モバイルの小売店向けアプリも、アプリケーションのハードニングに適したユースケースです。 PCI DSS(Payment Card Industry Data Security Standard)で規定されているカード情報を取り扱っています。 PCI DSSに準拠していないオンラインショップは、クレジットカード会社からの罰金、顧客からの信頼の失墜、さらには米国連邦取引委員会の監査を受ける可能性があります。
第一応答者、法執行機関、政府機関などの公共サービス関係者は、モバイルアプリで機密情報にアクセス、送信、保存しています。 このようなデータは、HIPAA、機関のポリシー、またはプライバシールールによって管理されている可能性があるため、アプリケーションのハードニングなどの強固なセキュリティ対策によって保護する必要があります。
消費者向けのモバイルアプリは、外部の世界と社内の機密性の高い顧客データベースをつなぐ架け橋となっており、攻撃者の標的となります。 アプリケーションの堅牢化は、データ盗難の原因となるモバイルアプリケーションの数多くの脆弱性を攻撃者が悪用するのをブロックするなどして防ぐことができます。
接続されたデバイスやアプリの数が飛躍的に増加する中で、ハッカーが家庭、職場、工場のネットワークに侵入するための攻撃対象も同様のペースで拡大しています。 接続されたデバイスを制御するアプリは、攻撃を受けやすい。 アプリケーション・ハードニングは、アンチウイルス・ソリューションやその他の従来のセキュリティ・ツールでは不可能な方法で、それらのアプリケーションを保護し、組み込みシステムを保護します。
アプリケーションのハードニングにより、これらの攻撃戦略からの保護を支援します。
アプリケーションの堅牢化は、リバースエンジニアリング、リパッケージ、不正なキーボードなど、さまざまな攻撃シナリオからアプリケーションを守るのに役立ちます。
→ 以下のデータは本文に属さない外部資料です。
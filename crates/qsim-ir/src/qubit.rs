//! Qubit addressing.

use serde::{Deserialize, Serialize};
use std::fmt;

/// Index of a qubit within a circuit's register.
///
/// Qubit `i` corresponds to bit `i` of a state-vector basis index.
#[derive(Debug, Clone, Copy, PartialEq, Eq, PartialOrd, Ord, Hash, Serialize, Deserialize)]
pub struct QubitId(pub u32);

impl QubitId {
    /// The index as a bit position.
    #[inline]
    pub fn index(self) -> usize {
        self.0 as usize
    }
}

impl fmt::Display for QubitId {
    fn fmt(&self, f: &mut fmt::Formatter<'_>) -> fmt::Result {
        write!(f, "q{}", self.0)
    }
}

impl From<u32> for QubitId {
    fn from(id: u32) -> Self {
        QubitId(id)
    }
}
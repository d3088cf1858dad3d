//! Complex scalar helpers.
//!
//! Amplitudes and matrix entries are [`Complex64`] values: `Copy`, immutable,
//! with `+`, `-`, `*`, [`Complex64::conj`] and [`Complex64::norm_sqr`]
//! provided by `num-complex`. This module only adds the constants and short
//! constructors the gate tables are written with.

pub use num_complex::Complex64;

/// `0 + 0i`.
pub const ZERO: Complex64 = Complex64::new(0.0, 0.0);

/// `1 + 0i`.
pub const ONE: Complex64 = Complex64::new(1.0, 0.0);

/// `0 + 1i`.
pub const I: Complex64 = Complex64::new(0.0, 1.0);

/// Purely real value.
#[inline]
pub const fn c(re: f64) -> Complex64 {
    Complex64::new(re, 0.0)
}

/// Purely imaginary value.
#[inline]
pub const fn ci(im: f64) -> Complex64 {
    Complex64::new(0.0, im)
}

/// Check that two values agree within `tol` (Euclidean distance).
#[inline]
pub fn approx_eq(a: Complex64, b: Complex64, tol: f64) -> bool {
    (a - b).norm() <= tol
}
リバースエンジニアリングとは、アプリを解析して設計や実装の情報を抽出することです。 この技術は合法的な目的で使用することができますが、攻撃者はコードを解析し、アプリを悪用したマルウェアを開発するために使用することもできます。
リパッケージ攻撃では、ハッカーが正規のアプリをリバースエンジニアリングし、悪意のあるコードを追加してアプリストアにアップロードします。 これは、モバイルバンキングアプリを狙う攻撃者が好んで使う手法です。
また、人々がキーボードをカスタマイズするために使用する代替キーボードアプリには、データを盗むなどの悪意のあるコードが隠されていることがあります。
要するに、アプリケーションのハードニングは、アプリを悪意のある行為から守り、そのライフサイクルを通じてサイバー犯罪者から機密情報を保護するということです。 アプリケーションの堅牢化は、ランタイムの保護、強力な認証、およびその他の技術を含む、アプリケーションのレイヤードセキュリティアプローチの一部です。 レイヤー化されたセキュリティは、デジタルトランスフォーメーションの取り組みを加速させ、運用コストを削減し、新たな成長の機会を開くのに役立ちます。